Hong Kong rules that a rise in the possible future value of unborn pigs is not a profit

We may earn a commission from links on this page.

China is just starting to transition from state-controlled, peasant farming to modern agribusiness. That is a tantalizing prospect for venture capitalists, who like to back young Chinese companies that have a chance of introducing modern technology into China’s slow and inefficient agricultural supply chain.

But Hong Kong’s exchange has just ensured that VCs backing Chinese agricultural start-ups must wait much longer to exit these investments via an IPO.

The problem is the risk of fraud. Investing in the agriculture sector is always nail-biting. Auditors for large farming or forestry companies cannot practically count every hectare of land, every tree or every fish. And the risk of agricultural firms faking assets is very high in China, which has no centralized or even city-level registry for agricultural land.

Toronto-listed Chinese timber company Sino-Forest was last year accused of fraud by a short seller and then filed for bankruptcy protection. Meanwhile Chaoda Modern Agriculture, a Hong Kong-listed farmer whose shares are suspended, was accused by media and shortsellers last year of overstating its assets.  Chaoda denied some of the claims but its auditors resigned and it is yet to publish a full response to the accounting allegations.

Weary of such scandals, the Hong Kong Stock Exchange has just made it a lot more difficult for start-up or young agricultural companies to meet its requirement that a company must post three years of consistent profits before listing. (An HKEx spokesman declined to comment on the reasons behind the decision.)

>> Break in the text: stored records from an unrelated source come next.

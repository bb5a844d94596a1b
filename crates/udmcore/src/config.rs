//! # Configuration
//!
//! Engine-wide settings that used to be process globals (is an S4 connector
//! present, is this host an AD member) travel in an explicit [`EngineConfig`]
//! value. Every object receives it through its [`Context`](crate::Context), so
//! tests can vary it per instance.
//!
//! ## Sources
//!
//! Resolved in priority order by [`confique`]:
//! 1. **Environment variables**: `UDM_S4CONNECTOR_PRESENT`, `UDM_AD_MEMBER_MODE`, ...
//! 2. **Config file**: a TOML file passed to [`EngineConfig::load`].
//! 3. **Compiled defaults**: `#[config(default = ...)]`.
//!
//! ## Available Settings
//!
//! | Key | Default | Description |
//! |-----|---------|-------------|
//! | `s4connector_present` | `false` | SIDs are derived from the uid number (`S-1-4-<uid>`) |
//! | `ad_member_mode` | `false` | Properties flagged `readonly_when_synced` are locked on synced objects |
//! | `policy_create_max_retries` | `32` | Attempts to find a free policy name before giving up |
//! | `temporary_move_container_prefix` | `temporary_move_container_` | Name of the helper container for case-only moves |
//! | `kerberos_realm` | `EXAMPLE.COM` | Realm appended to computer principals |
//! | `domain_sid` | `S-1-5-21-0-0-0` | Domain SID prefix for algorithmic RIDs |
//! | `max_move_depth` | `1000` | Recursion guard for subtree walks |

use crate::error::Result;
use confique::Config;
use serde::{Deserialize, Serialize};
use std::path::Path;

#[derive(Config, Serialize, Deserialize, Debug, Clone, PartialEq, Eq)]
pub struct EngineConfig {
    /// An S4 connector synchronizes this domain with Samba 4.
    #[config(env = "UDM_S4CONNECTOR_PRESENT", default = false)]
    pub s4connector_present: bool,

    /// The domain is a member of an Active Directory; synced objects are
    /// partially read-only.
    #[config(env = "UDM_AD_MEMBER_MODE", default = false)]
    pub ad_member_mode: bool,

    #[config(env = "UDM_POLICY_CREATE_MAX_RETRIES", default = 32)]
    pub policy_create_max_retries: u32,

    #[config(default = "temporary_move_container_")]
    pub temporary_move_container_prefix: String,

    #[config(env = "UDM_KERBEROS_REALM", default = "EXAMPLE.COM")]
    pub kerberos_realm: String,

    #[config(env = "UDM_DOMAIN_SID", default = "S-1-5-21-0-0-0")]
    pub domain_sid: String,

    #[config(default = 1000)]
    pub max_move_depth: usize,
}

impl Default for EngineConfig {
    fn default() -> Self {
        Self {
            s4connector_present: false,
            ad_member_mode: false,
            policy_create_max_retries: 32,
            temporary_move_container_prefix: "temporary_move_container_".to_string(),
            kerberos_realm: "EXAMPLE.COM".to_string(),
            domain_sid: "S-1-5-21-0-0-0".to_string(),
            max_move_depth: 1000,
        }
    }
}

impl EngineConfig {
    /// Load from the environment layered over `path` (if it exists) over
    /// compiled defaults.
    pub fn load(path: impl AsRef<Path>) -> Result<Self> {
        let config = EngineConfig::builder()
            .env()
            .file(path.as_ref())
            .load()?;
        Ok(config)
    }

    /// Kerberos principal for a host: `host/<fqdn>@<REALM>`.
    pub fn host_principal(&self, fqdn: &str) -> String {
        format!("host/{}@{}", fqdn, self.kerberos_realm.to_uppercase())
    }
}

#[cfg(test)]
mod tests {
    use super::*;
    use std::io::Write;

    #[test]
    fn test_default_config() {
        let config = EngineConfig::default();
        assert!(!config.s4connector_present);
        assert!(!config.ad_member_mode);
        assert_eq!(config.policy_create_max_retries, 32);
        assert_eq!(
            config.temporary_move_container_prefix,
            "temporary_move_container_"
        );
    }

    #[test]
    fn test_load_from_file_overrides_defaults() {
        let dir = tempfile::tempdir().unwrap();
        let path = dir.path().join("udm.toml");
        let mut file = std::fs::File::create(&path).unwrap();
        let overrides = EngineConfig {
            s4connector_present: true,
            policy_create_max_retries: 5,
            kerberos_realm: "CORP.TEST".to_string(),
            ..Default::default()
        };
        write!(file, "{}", toml::to_string(&overrides).unwrap()).unwrap();

        let config = EngineConfig::load(&path).unwrap();
        assert!(config.s4connector_present);
        assert_eq!(config.policy_create_max_retries, 5);
        assert_eq!(config.kerberos_realm, "CORP.TEST");
        assert_eq!(config.max_move_depth, 1000);
    }

    #[test]
    fn test_host_principal_uppercases_realm() {
        let config = EngineConfig {
            kerberos_realm: "corp.test".to_string(),
            ..Default::default()
        };
        assert_eq!(
            config.host_principal("pc1.corp.test"),
            "host/pc1.corp.test@CORP.TEST"
        );
    }
}
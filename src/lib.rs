//! Sparse matrix conversion from coordinate (COO) to Block Compressed
//! Sparse Row (BCSR) format
//!
//! This crate groups the non-zeros of a triplet-form sparse matrix into
//! fixed-size dense sub-blocks and indexes them with a compressed
//! per-block-row pointer array plus per-block column indices.
//!
//! # Features
//!
//! - **COO assembly**: append triplets in any order, duplicates allowed
//!   (last write wins per position)
//! - **BCSR conversion**: deterministic row-major block ordering with full
//!   row-pointer encoding (O(1) lookup for empty block-rows included)
//! - **Dense interop**: build BCSR from a dense matrix with a drop
//!   threshold, reconstruct a dense matrix for inspection
//! - **Eager validation**: mismatched array lengths, zero block sizes, and
//!   out-of-range indices are reported before any structure is returned
//!
//! # Example
//!
//! ```
//! use math_sparse_bcsr::{BcsrMatrix, CooMatrix};
//!
//! let mut coo = CooMatrix::new(6, 6);
//! coo.push(0, 0, 0.1)?;
//! coo.push(2, 3, 0.4)?;
//! coo.push(3, 3, 0.4)?;
//!
//! let bcsr = BcsrMatrix::from_coo(&coo, 2)?;
//! assert_eq!(bcsr.nnzb(), 2);
//! println!("{bcsr}");
//! # Ok::<(), math_sparse_bcsr::SparseError>(())
//! ```

pub mod bcsr;
pub mod coo;
pub mod error;

// Re-export main types
pub use bcsr::{BcsrMatrix, Block};
pub use coo::CooMatrix;
pub use error::{Result, SparseError};
//! Block Compressed Sparse Row (BCSR) matrix format
//!
//! BCSR groups the non-zeros of a sparse matrix into fixed-size dense
//! sub-blocks and stores:
//! - `blocks`: the dense blocks in row-major block order
//! - `block_col_indices`: starting global column of each block
//! - `block_row_ptrs`: index into `blocks` where each block-row starts
//!
//! The row pointer array covers every block-row of the matrix span, so
//! lookup by block-row index is O(1) even when a block-row holds no blocks.

use crate::coo::CooMatrix;
use crate::error::{Result, SparseError};
use ndarray::Array2;
use std::collections::BTreeMap;
use std::fmt;
use std::ops::Range;

/// One dense sub-block of a BCSR matrix
///
/// Owns a zero-padded `block_size x block_size` grid together with its
/// coordinate in the block grid. Cells not covered by any input entry
/// stay zero, including the padding of trailing partial blocks.
#[derive(Debug, Clone, PartialEq)]
pub struct Block {
    /// Row index of this block in block-grid coordinates
    pub block_row: usize,
    /// Column index of this block in block-grid coordinates
    pub block_col: usize,
    /// Dense block values
    pub values: Array2<f64>,
}

impl Block {
    /// Create a zero-initialized block at the given block coordinate
    pub fn zeros(block_row: usize, block_col: usize, block_size: usize) -> Self {
        Self {
            block_row,
            block_col,
            values: Array2::zeros((block_size, block_size)),
        }
    }
}

/// Sparse matrix in Block Compressed Sparse Row format
///
/// Produced by [`BcsrMatrix::from_coo`] or [`BcsrMatrix::from_dense`] and
/// immutable afterwards. Blocks are ordered by ascending block-row, then
/// ascending block-column, with no duplicate block coordinates.
#[derive(Debug, Clone, PartialEq)]
pub struct BcsrMatrix {
    /// Number of rows
    pub num_rows: usize,
    /// Number of columns
    pub num_cols: usize,
    /// Block size (rows and columns per block)
    pub block_size: usize,
    /// Number of block rows spanned by the matrix
    pub num_block_rows: usize,
    /// Number of block columns spanned by the matrix
    pub num_block_cols: usize,
    /// Dense blocks in row-major block order
    pub blocks: Vec<Block>,
    /// Starting global column of each block
    pub block_col_indices: Vec<usize>,
    /// Block row pointers: block_row_ptrs[r] is the start index in `blocks`
    /// for block-row r; block_row_ptrs[num_block_rows] = nnzb
    pub block_row_ptrs: Vec<usize>,
}

impl BcsrMatrix {
    /// Convert a COO matrix to BCSR with the given block size
    ///
    /// Triplets may arrive in any order and may repeat a `(row, col)`
    /// position; the last triplet for an exact position wins. All entries
    /// that map into the same block accumulate into one shared grid.
    ///
    /// Trailing partial blocks (when `block_size` does not divide the
    /// matrix dimensions) are zero-padded.
    ///
    /// # Errors
    ///
    /// - [`SparseError::InvalidBlockSize`] if `block_size` is 0
    /// - [`SparseError::LengthMismatch`] if the triplet arrays differ in length
    /// - [`SparseError::IndexOutOfBounds`] if a triplet lies outside the
    ///   declared dimensions
    pub fn from_coo(coo: &CooMatrix, block_size: usize) -> Result<Self> {
        if block_size == 0 {
            return Err(SparseError::InvalidBlockSize { block_size });
        }
        if coo.row_indices.len() != coo.values.len() || coo.col_indices.len() != coo.values.len()
        {
            return Err(SparseError::LengthMismatch {
                row_indices: coo.row_indices.len(),
                col_indices: coo.col_indices.len(),
                values: coo.values.len(),
            });
        }

        let num_block_rows = coo.num_rows.div_ceil(block_size);
        let num_block_cols = coo.num_cols.div_ceil(block_size);

        // Group triplets into dense blocks keyed by block coordinate. The
        // reference returned by `entry` points at the block stored in the
        // map, so every triplet after the first keeps updating the same grid.
        let mut block_map: BTreeMap<(usize, usize), Block> = BTreeMap::new();

        for n in 0..coo.values.len() {
            let row = coo.row_indices[n];
            let col = coo.col_indices[n];
            if row >= coo.num_rows || col >= coo.num_cols {
                return Err(SparseError::IndexOutOfBounds {
                    row,
                    col,
                    num_rows: coo.num_rows,
                    num_cols: coo.num_cols,
                });
            }

            let key = (row / block_size, col / block_size);
            let block = block_map
                .entry(key)
                .or_insert_with(|| Block::zeros(key.0, key.1, block_size));
            // Last write wins for duplicate (row, col) triplets
            block.values[[row % block_size, col % block_size]] = coo.values[n];
        }

        // Drain in ascending (block_row, block_col) key order, which is the
        // row-major block order the row pointers assume.
        let nnzb = block_map.len();
        let mut blocks = Vec::with_capacity(nnzb);
        let mut block_col_indices = Vec::with_capacity(nnzb);
        let mut block_row_ptrs = Vec::with_capacity(num_block_rows + 1);

        for (position, ((block_row, _), block)) in block_map.into_iter().enumerate() {
            // One pointer per block-row up to this block's row, so that
            // skipped empty block-rows get an empty index range.
            while block_row_ptrs.len() <= block_row {
                block_row_ptrs.push(position);
            }
            block_col_indices.push(block.block_col * block_size);
            blocks.push(block);
        }
        while block_row_ptrs.len() <= num_block_rows {
            block_row_ptrs.push(nnzb);
        }

        Ok(Self {
            num_rows: coo.num_rows,
            num_cols: coo.num_cols,
            block_size,
            num_block_rows,
            num_block_cols,
            blocks,
            block_col_indices,
            block_row_ptrs,
        })
    }

    /// Convert a dense matrix to BCSR
    ///
    /// A block is stored iff it contains at least one entry with magnitude
    /// above `threshold`; entries at or below the threshold are dropped.
    /// The result is identical to [`BcsrMatrix::from_coo`] applied to the
    /// list of above-threshold entries.
    ///
    /// # Errors
    ///
    /// [`SparseError::InvalidBlockSize`] if `block_size` is 0.
    pub fn from_dense(dense: &Array2<f64>, block_size: usize, threshold: f64) -> Result<Self> {
        if block_size == 0 {
            return Err(SparseError::InvalidBlockSize { block_size });
        }

        let (num_rows, num_cols) = dense.dim();
        let num_block_rows = num_rows.div_ceil(block_size);
        let num_block_cols = num_cols.div_ceil(block_size);

        let mut blocks = Vec::new();
        let mut block_col_indices = Vec::new();
        let mut block_row_ptrs = Vec::with_capacity(num_block_rows + 1);
        block_row_ptrs.push(0);

        for block_row in 0..num_block_rows {
            let row_start = block_row * block_size;
            let row_end = (row_start + block_size).min(num_rows);

            for block_col in 0..num_block_cols {
                let col_start = block_col * block_size;
                let col_end = (col_start + block_size).min(num_cols);

                let mut block = Block::zeros(block_row, block_col, block_size);
                let mut occupied = false;

                for i in row_start..row_end {
                    for j in col_start..col_end {
                        let val = dense[[i, j]];
                        if val.abs() > threshold {
                            block.values[[i - row_start, j - col_start]] = val;
                            occupied = true;
                        }
                    }
                }

                if occupied {
                    block_col_indices.push(col_start);
                    blocks.push(block);
                }
            }
            block_row_ptrs.push(blocks.len());
        }

        Ok(Self {
            num_rows,
            num_cols,
            block_size,
            num_block_rows,
            num_block_cols,
            blocks,
            block_col_indices,
            block_row_ptrs,
        })
    }

    /// Number of stored (non-zero) blocks
    pub fn nnzb(&self) -> usize {
        self.blocks.len()
    }

    /// Fraction of block positions that hold a stored block
    pub fn sparsity(&self) -> f64 {
        let total = self.num_block_rows * self.num_block_cols;
        if total == 0 {
            0.0
        } else {
            self.nnzb() as f64 / total as f64
        }
    }

    /// Get the range of indices in `blocks` for a given block-row
    pub fn block_row_range(&self, block_row: usize) -> Range<usize> {
        self.block_row_ptrs[block_row]..self.block_row_ptrs[block_row + 1]
    }

    /// Get the (starting column, block) pairs for a block-row
    pub fn row_blocks(&self, block_row: usize) -> impl Iterator<Item = (usize, &Block)> + '_ {
        let range = self.block_row_range(block_row);
        self.block_col_indices[range.clone()]
            .iter()
            .copied()
            .zip(self.blocks[range].iter())
    }

    /// Get element at (row, col), returns 0 if no block covers the position
    pub fn get(&self, row: usize, col: usize) -> f64 {
        let col_start = (col / self.block_size) * self.block_size;

        for idx in self.block_row_range(row / self.block_size) {
            if self.block_col_indices[idx] == col_start {
                return self.blocks[idx].values[[row % self.block_size, col % self.block_size]];
            }
        }
        0.0
    }

    /// Convert to dense matrix (for debugging/small matrices)
    ///
    /// The zero padding of trailing partial blocks is clipped to the matrix
    /// dimensions.
    pub fn to_dense(&self) -> Array2<f64> {
        let mut dense = Array2::zeros((self.num_rows, self.num_cols));

        for block_row in 0..self.num_block_rows {
            let row_start = block_row * self.block_size;
            let local_rows = (row_start + self.block_size).min(self.num_rows) - row_start;

            for (col_start, block) in self.row_blocks(block_row) {
                let local_cols = (col_start + self.block_size).min(self.num_cols) - col_start;

                for i in 0..local_rows {
                    for j in 0..local_cols {
                        dense[[row_start + i, col_start + j]] = block.values[[i, j]];
                    }
                }
            }
        }

        dense
    }
}

/// Human-readable dump of the block count and the two index arrays
///
/// Diagnostic view only, not a parseable format.
impl fmt::Display for BcsrMatrix {
    fn fmt(&self, f: &mut fmt::Formatter<'_>) -> fmt::Result {
        writeln!(f, "nnzb = {}", self.nnzb())?;
        writeln!(f, "cols = {:?}", self.block_col_indices)?;
        write!(f, "block_row_ptr = {:?}", self.block_row_ptrs)
    }
}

What Hong Kong has done is to state that when a farmer enters an item into his accounts called “unrealized gains on biological assets,”—which would describe mark ups on the potential future selling price of just-planted cabbages, or litters of baby pigs—this is no longer going to be considered the same thing as “making a profit.”

This can only apply to IPO candidates because international accounting standards actually suport the “unrealized gains” version of profit for farmers. It can take years for a tree or an animal to produce income. And the Chinese territory’s stock exchange “is not disputing this is the correct way of accounting for biological assets,” explains Hong Kong shareholder activist David Webb, who raised awareness of the decision on his website.

But when it comes to IPO candidates, the exchange’s listing committee has a fairly broad choice in who it will allow to tap the territory’s incredibly deep pool of capital, and who shall be turned away. So the stock exchange operator has basically said, in a new guideline, that “unrealized gains on biological asssets” are hogwash. It now wants farming companies to serve up a really big stack of proven sales invoices before they can raise cash in the territory, where retail investors can buy up to 50% of an IPO.

This is a problem for young farming companies. ”Pigs take 180 days to gestate and some apple trees take two years to bear fruit,” the HKEx acknowledges in its guideline statement.

Such difficulties notwithstanding, it continues:

“We consider that the risks in biological assets are higher as they are perishable and their valuation is usually subject to higher uncertainty due to the complex and not easily verifiable assumptions adopted.”

It adds that the exchange now:

“must be satisfied that, based on the facts and circumstances of a particular case, the income was actively derived from commercial transactions in the applicant’s ordinary business throughout the trading record period, rather than from unrealized fair value movements.”

Hong Kong may be cutting investors out of an exciting sector by seemingly turning away Chinese farming start-ups. The rule will particularly annoy agricultural investors because, only a couple of years ago, Hong Kong waived its three years of earnings requirement for miners. But Chinese agriculture has been too regular a source of scandals and losses for the exchange to be perceived by the public and politicians as doing nothing.

Last year China Forestry, a Hong Kong-listed logging company, admitted that 100,000 cubic meters worth of its logging permits had been faked (pdf p.6). China Forestry’s shares have long been halted from trading and its former CEO, Li Hanchun, was detained for embezzlement in China last March. Back in 2003, Chinese orchid tycoon Yang Bin got 18 years in prison for commercial crimes including false accounting in the run-up to his company’s Hong Kong listing.

With its new rule, then, Hong Kong has come up with a rather effective way of cutting agricultural frauds off at the roots. By discouraging the “unborn pigs are our profits,” theory at the listing stage, Chinese farmers could well end up being more conservative with their accounting going forward. And companies who try to raise IPO funds based on the future value of agricultural assets that do not exist will no longer have that route open to them. Fraudsters will instead have to fake a very big stack of sales invoices, which takes a lot longer than faking land records.